Records contained in a dataset
// src/config/validate.rs

use std::path::PathBuf;

use directories::BaseDirs;
use globset::Glob;

use crate::config::model::{RawConfigFile, WatchSpec, DEFAULT_POLL_INTERVAL};
use crate::errors::{FileTriggerError, Result};
use crate::types::parse_duration;

impl TryFrom<RawConfigFile> for WatchSpec {
    type Error = crate::errors::FileTriggerError;

    fn try_from(raw: RawConfigFile) -> std::result::Result<Self, Self::Error> {
        validate_patterns(&raw)?;
        validate_excludes(&raw)?;

        let directory = resolve_directory(raw.watch.directory.as_deref())?;

        let poll_str = raw
            .debounce
            .poll_interval
            .as_deref()
            .unwrap_or(DEFAULT_POLL_INTERVAL);
        let poll_interval = parse_duration(poll_str).map_err(|e| {
            FileTriggerError::ConfigError(format!("[debounce].poll_interval: {e}"))
        })?;
        if poll_interval.is_zero() {
            return Err(FileTriggerError::ConfigError(
                "[debounce].poll_interval must be > 0".to_string(),
            ));
        }

        let max_wait = match raw.debounce.max_wait.as_deref() {
            None => None,
            Some(s) => Some(parse_duration(s).map_err(|e| {
                FileTriggerError::ConfigError(format!("[debounce].max_wait: {e}"))
            })?),
        };
        if let Some(max) = max_wait {
            if max < poll_interval {
                return Err(FileTriggerError::ConfigError(format!(
                    "[debounce].max_wait ({max:?}) must be >= poll_interval ({poll_interval:?})"
                )));
            }
        }

        let command = raw
            .action
            .cmd
            .map(|c| c.trim().to_string())
            .filter(|c| !c.is_empty());

        Ok(WatchSpec::new_unchecked(
            directory,
            raw.watch.patterns,
            raw.watch.empty_patterns,
            raw.watch.exclude,
            poll_interval,
            max_wait,
            raw.debounce.probe,
            command,
            raw.action.path_style,
        ))
    }
}

fn validate_patterns(cfg: &RawConfigFile) -> Result<()> {
    for pat in cfg.watch.patterns.iter() {
        if pat.trim().is_empty() {
            return Err(FileTriggerError::ConfigError(
                "[watch].patterns must not contain blank entries".to_string(),
            ));
        }
    }
    Ok(())
}

fn validate_excludes(cfg: &RawConfigFile) -> Result<()> {
    for pat in cfg.watch.exclude.iter() {
        if let Err(e) = Glob::new(pat) {
            return Err(FileTriggerError::ConfigError(format!(
                "invalid exclude glob '{pat}': {e}"
            )));
        }
    }
    Ok(())
}

/// Resolve the watch directory, expanding a leading `~`.
///
/// The directory does not need to exist yet; the session creates it.
fn resolve_directory(raw: Option<&str>) -> Result<PathBuf> {
    let raw = match raw {
        None => return Ok(PathBuf::from(".")),
        Some(s) => s.trim(),
    };

    if raw.is_empty() {
        return Err(FileTriggerError::ConfigError(
            "[watch].directory must not be empty".to_string(),
        ));
    }

    if raw == "~" || raw.starts_with("~/") {
        let base_dirs = BaseDirs::new().ok_or_else(|| {
            FileTriggerError::ConfigError(format!(
                "cannot expand '{raw}': failed to determine home directory"
            ))
        })?;
        let rest = raw.trim_start_matches('~').trim_start_matches('/');
        return Ok(base_dirs.home_dir().join(rest));
    }

    Ok(PathBuf::from(raw))
}

#[cfg(test)]
mod tests {
    use std::time::Duration;

    use super::*;

    fn raw() -> RawConfigFile {
        let mut raw = RawConfigFile::default();
        raw.watch.directory = Some("/tmp/in".to_string());
        raw
    }

    #[test]
    fn defaults_are_applied() {
        let spec = WatchSpec::try_from(RawConfigFile::default()).unwrap();
        assert_eq!(spec.directory(), PathBuf::from(".").as_path());
        assert_eq!(spec.poll_interval(), Duration::from_secs(5));
        assert!(spec.max_wait().is_none());
        assert!(spec.patterns().is_empty());
        assert!(spec.command().is_none());
    }

    #[test]
    fn zero_poll_interval_is_rejected() {
        let mut cfg = raw();
        cfg.debounce.poll_interval = Some("0s".to_string());
        let err = WatchSpec::try_from(cfg).unwrap_err();
        assert!(matches!(err, FileTriggerError::ConfigError(_)));
    }

    #[test]
    fn max_wait_shorter_than_poll_interval_is_rejected() {
        let mut cfg = raw();
        cfg.debounce.poll_interval = Some("5s".to_string());
        cfg.debounce.max_wait = Some("1s".to_string());
        assert!(WatchSpec::try_from(cfg).is_err());
    }

    #[test]
    fn blank_pattern_is_rejected() {
        let mut cfg = raw();
        cfg.watch.patterns = vec![".dat".to_string(), "  ".to_string()];
        assert!(WatchSpec::try_from(cfg).is_err());
    }

    #[test]
    fn invalid_exclude_glob_is_rejected() {
        let mut cfg = raw();
        cfg.watch.exclude = vec!["[unclosed".to_string()];
        let err = WatchSpec::try_from(cfg).unwrap_err();
        assert!(err.to_string().contains("invalid exclude glob"));
    }

    #[test]
    fn blank_command_means_no_command() {
        let mut cfg = raw();
        cfg.action.cmd = Some("   ".to_string());
        let spec = WatchSpec::try_from(cfg).unwrap();
        assert!(spec.command().is_none());
    }

    #[test]
    fn tilde_is_expanded_against_home() {
        let Some(dirs) = BaseDirs::new() else {
            return;
        };
        let dir = resolve_directory(Some("~/incoming")).unwrap();
        assert_eq!(dir, dirs.home_dir().join("incoming"));
    }
}
// src/probe/mod.rs

//! "Is some process still holding this file open?"
//!
//! The debounce gate uses a [`HandleProbe`] as its completion signal. This is
//! a heuristic: a writer may close and reopen the file between probes.
//!
//! - [`ProcHandleProbe`] inspects `/proc/<pid>/fd` (Linux).
//! - [`NoopProbe`] always answers "not open"; used where no process table is
//!   available, which makes every file quiescent on first probe.

use std::fmt::Debug;
use std::path::Path;
use std::sync::Arc;

use tracing::warn;

use crate::types::ProbeMode;

pub mod procfs;

pub use procfs::{ProbeError, ProcHandleProbe};

/// Abstract open-handle inspection.
///
/// Implementations may block on filesystem IO; callers in async context run
/// them on the blocking pool.
pub trait HandleProbe: Send + Sync + Debug {
    /// True if any process currently holds `path` open.
    fn is_open_for_write(&self, path: &Path) -> bool;
}

/// Probe that never finds an open handle.
#[derive(Debug, Clone, Default)]
pub struct NoopProbe;

impl HandleProbe for NoopProbe {
    fn is_open_for_write(&self, _path: &Path) -> bool {
        false
    }
}

/// Pick the best probe for this platform.
pub fn default_probe(mode: ProbeMode) -> Arc<dyn HandleProbe> {
    if cfg!(target_os = "linux") {
        Arc::new(ProcHandleProbe::new(mode))
    } else {
        warn!(
            platform = std::env::consts::OS,
            "open-handle probing is not supported on this platform: debounce is DISABLED and \
             files are dispatched as soon as they appear, possibly while still being written"
        );
        Arc::new(NoopProbe)
    }
}

#[cfg(test)]
mod tests {
    use super::*;

    #[test]
    fn noop_probe_never_holds() {
        assert!(!NoopProbe.is_open_for_write(Path::new("/anything")));
    }

    #[cfg(target_os = "linux")]
    #[test]
    fn linux_uses_proc_probe() {
        let probe = default_probe(ProbeMode::WritersOnly);
        let shown = format!("{probe:?}");
        assert!(shown.contains("ProcHandleProbe"), "{shown}");
        assert!(shown.contains("WritersOnly"), "{shown}");
    }

    #[cfg(not(target_os = "linux"))]
    #[test]
    fn other_platforms_fall_back_to_noop() {
        let probe = default_probe(ProbeMode::AnyHandle);
        assert_eq!(format!("{probe:?}"), "NoopProbe");
    }
}
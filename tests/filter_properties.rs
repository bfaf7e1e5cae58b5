use std::path::PathBuf;

use filetrigger::types::EmptyPatternPolicy;
use filetrigger::watch::{EventFilter, RawEvent, RawEventKind};
use proptest::prelude::*;

const ROOT: &str = "/watch";

fn filter(patterns: Vec<String>, policy: EmptyPatternPolicy) -> EventFilter {
    EventFilter::new(ROOT, patterns, policy, &[]).expect("filter without excludes")
}

fn file_name() -> impl Strategy<Value = String> {
    "[a-z0-9_]{1,12}(\\.[a-z]{1,4})?"
}

fn suffix() -> impl Strategy<Value = String> {
    "\\.[a-z]{1,4}"
}

fn kind() -> impl Strategy<Value = RawEventKind> {
    prop_oneof![
        Just(RawEventKind::Created),
        Just(RawEventKind::Modified),
        Just(RawEventKind::Deleted),
        Just(RawEventKind::Other),
    ]
}

proptest! {
    #[test]
    fn accepted_paths_are_returned_unchanged(
        name in file_name(),
        patterns in prop::collection::vec(suffix(), 0..4),
    ) {
        let f = filter(patterns, EmptyPatternPolicy::Everything);
        let path = PathBuf::from(ROOT).join(&name);
        if let Some(accepted) = f.accept(&RawEvent::created(&path)) {
            prop_assert_eq!(accepted, path);
        }
    }

    #[test]
    fn acceptance_matches_suffix_rule(
        name in file_name(),
        patterns in prop::collection::vec(suffix(), 1..4),
    ) {
        let f = filter(patterns.clone(), EmptyPatternPolicy::Nothing);
        let path = PathBuf::from(ROOT).join(&name);
        let expected = patterns.iter().any(|p| name.ends_with(p.as_str()));
        prop_assert_eq!(f.accept(&RawEvent::created(&path)).is_some(), expected);
    }

    #[test]
    fn only_created_files_pass(
        name in file_name(),
        kind in kind(),
        is_directory in any::<bool>(),
    ) {
        let f = filter(Vec::new(), EmptyPatternPolicy::Everything);
        let event = RawEvent::new(kind, PathBuf::from(ROOT).join(&name), is_directory);
        let expected = kind == RawEventKind::Created && !is_directory;
        prop_assert_eq!(f.accept(&event).is_some(), expected);
    }

    #[test]
    fn empty_pattern_set_with_nothing_policy_rejects_all(name in file_name()) {
        let f = filter(Vec::new(), EmptyPatternPolicy::Nothing);
        prop_assert!(f.accept(&RawEvent::created(PathBuf::from(ROOT).join(&name))).is_none());
    }
}
// src/exec/mod.rs

//! Action execution layer.
//!
//! - [`action`] defines the [`Action`] trait and its implementations.
//! - [`dispatcher`] invokes the action once per quiescent path and turns its
//!   result into a [`DispatchResult`].

pub mod action;
pub mod dispatcher;

use std::sync::Arc;

pub use action::{Action, ActionFuture, CommandAction, FnAction, LogAction, PATH_ENV_VAR};
pub use dispatcher::{DispatchOutcome, DispatchResult, Dispatcher};

use crate::config::WatchSpec;

/// Resolve the action for a spec: an explicit action wins, then the
/// configured command, then [`LogAction`].
pub fn resolve_action(spec: &WatchSpec, explicit: Option<Arc<dyn Action>>) -> Arc<dyn Action> {
    match (explicit, spec.command()) {
        (Some(action), _) => action,
        (None, Some(cmd)) => Arc::new(CommandAction::new(cmd)),
        (None, None) => Arc::new(LogAction),
    }
}
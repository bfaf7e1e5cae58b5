// src/config/loader.rs

use std::fs;
use std::path::Path;

use crate::cli::CliArgs;
use crate::config::model::{RawConfigFile, WatchSpec};
use crate::errors::Result;

/// Load a configuration file from a given path and return the raw
/// `RawConfigFile`.
///
/// This only performs TOML deserialization; it does **not** perform semantic
/// validation. Use [`load_and_validate`] for that.
pub fn load_from_path(path: impl AsRef<Path>) -> Result<RawConfigFile> {
    let path = path.as_ref();
    let contents = fs::read_to_string(path)?;

    let config: RawConfigFile = toml::from_str(&contents)?;

    Ok(config)
}

/// Load a configuration file from path and validate it into a `WatchSpec`.
pub fn load_and_validate(path: impl AsRef<Path>) -> Result<WatchSpec> {
    let raw_config = load_from_path(&path)?;
    WatchSpec::try_from(raw_config)
}

/// Build the effective `WatchSpec` for a CLI invocation.
///
/// - Reads `--config` if given, otherwise starts from defaults.
/// - Applies CLI overrides on top.
/// - Validates the result.
pub fn resolve_watch_spec(args: &CliArgs) -> Result<WatchSpec> {
    let mut raw = match &args.config {
        Some(path) => load_from_path(path)?,
        None => RawConfigFile::default(),
    };
    apply_cli_overrides(&mut raw, args);
    WatchSpec::try_from(raw)
}

/// Overlay CLI flags onto a raw config. CLI values always win.
pub fn apply_cli_overrides(raw: &mut RawConfigFile, args: &CliArgs) {
    if let Some(dir) = &args.watch_dir {
        raw.watch.directory = Some(dir.to_string_lossy().into_owned());
    }
    if let Some(exts) = &args.extensions {
        raw.watch.patterns = exts.clone();
    }
    if let Some(policy) = args.empty_patterns {
        raw.watch.empty_patterns = policy;
    }
    if let Some(poll) = &args.poll_interval {
        raw.debounce.poll_interval = Some(poll.clone());
    }
    if let Some(max) = &args.max_wait {
        raw.debounce.max_wait = Some(max.clone());
    }
    if let Some(cmd) = &args.exec {
        raw.action.cmd = Some(cmd.clone());
    }
}

#[cfg(test)]
mod tests {
    use std::path::PathBuf;

    use super::*;

    #[test]
    fn cli_overrides_replace_file_values() {
        let mut raw: RawConfigFile = toml::from_str(
            r#"
[watch]
directory = "/srv/in"
patterns = [".dat"]

[debounce]
poll_interval = "5s"
"#,
        )
        .unwrap();

        let args = CliArgs {
            watch_dir: Some(PathBuf::from("/srv/other")),
            extensions: Some(vec![".txt".to_string()]),
            poll_interval: Some("1s".to_string()),
            ..CliArgs::default()
        };
        apply_cli_overrides(&mut raw, &args);

        assert_eq!(raw.watch.directory.as_deref(), Some("/srv/other"));
        assert_eq!(raw.watch.patterns, vec![".txt".to_string()]);
        assert_eq!(raw.debounce.poll_interval.as_deref(), Some("1s"));
    }

    #[test]
    fn absent_cli_flags_keep_file_values() {
        let mut raw: RawConfigFile = toml::from_str(
            r#"
[watch]
patterns = [".dat"]

[action]
cmd = "echo"
"#,
        )
        .unwrap();
        apply_cli_overrides(&mut raw, &CliArgs::default());
        assert_eq!(raw.watch.patterns, vec![".dat".to_string()]);
        assert_eq!(raw.action.cmd.as_deref(), Some("echo"));
    }
}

◆ **Work required**
Show the lines of the records that contain the word "DispatchResult".

◆ **Result**
//!   result into a [`DispatchResult`].
pub use dispatcher::{DispatchOutcome, DispatchResult, Dispatcher};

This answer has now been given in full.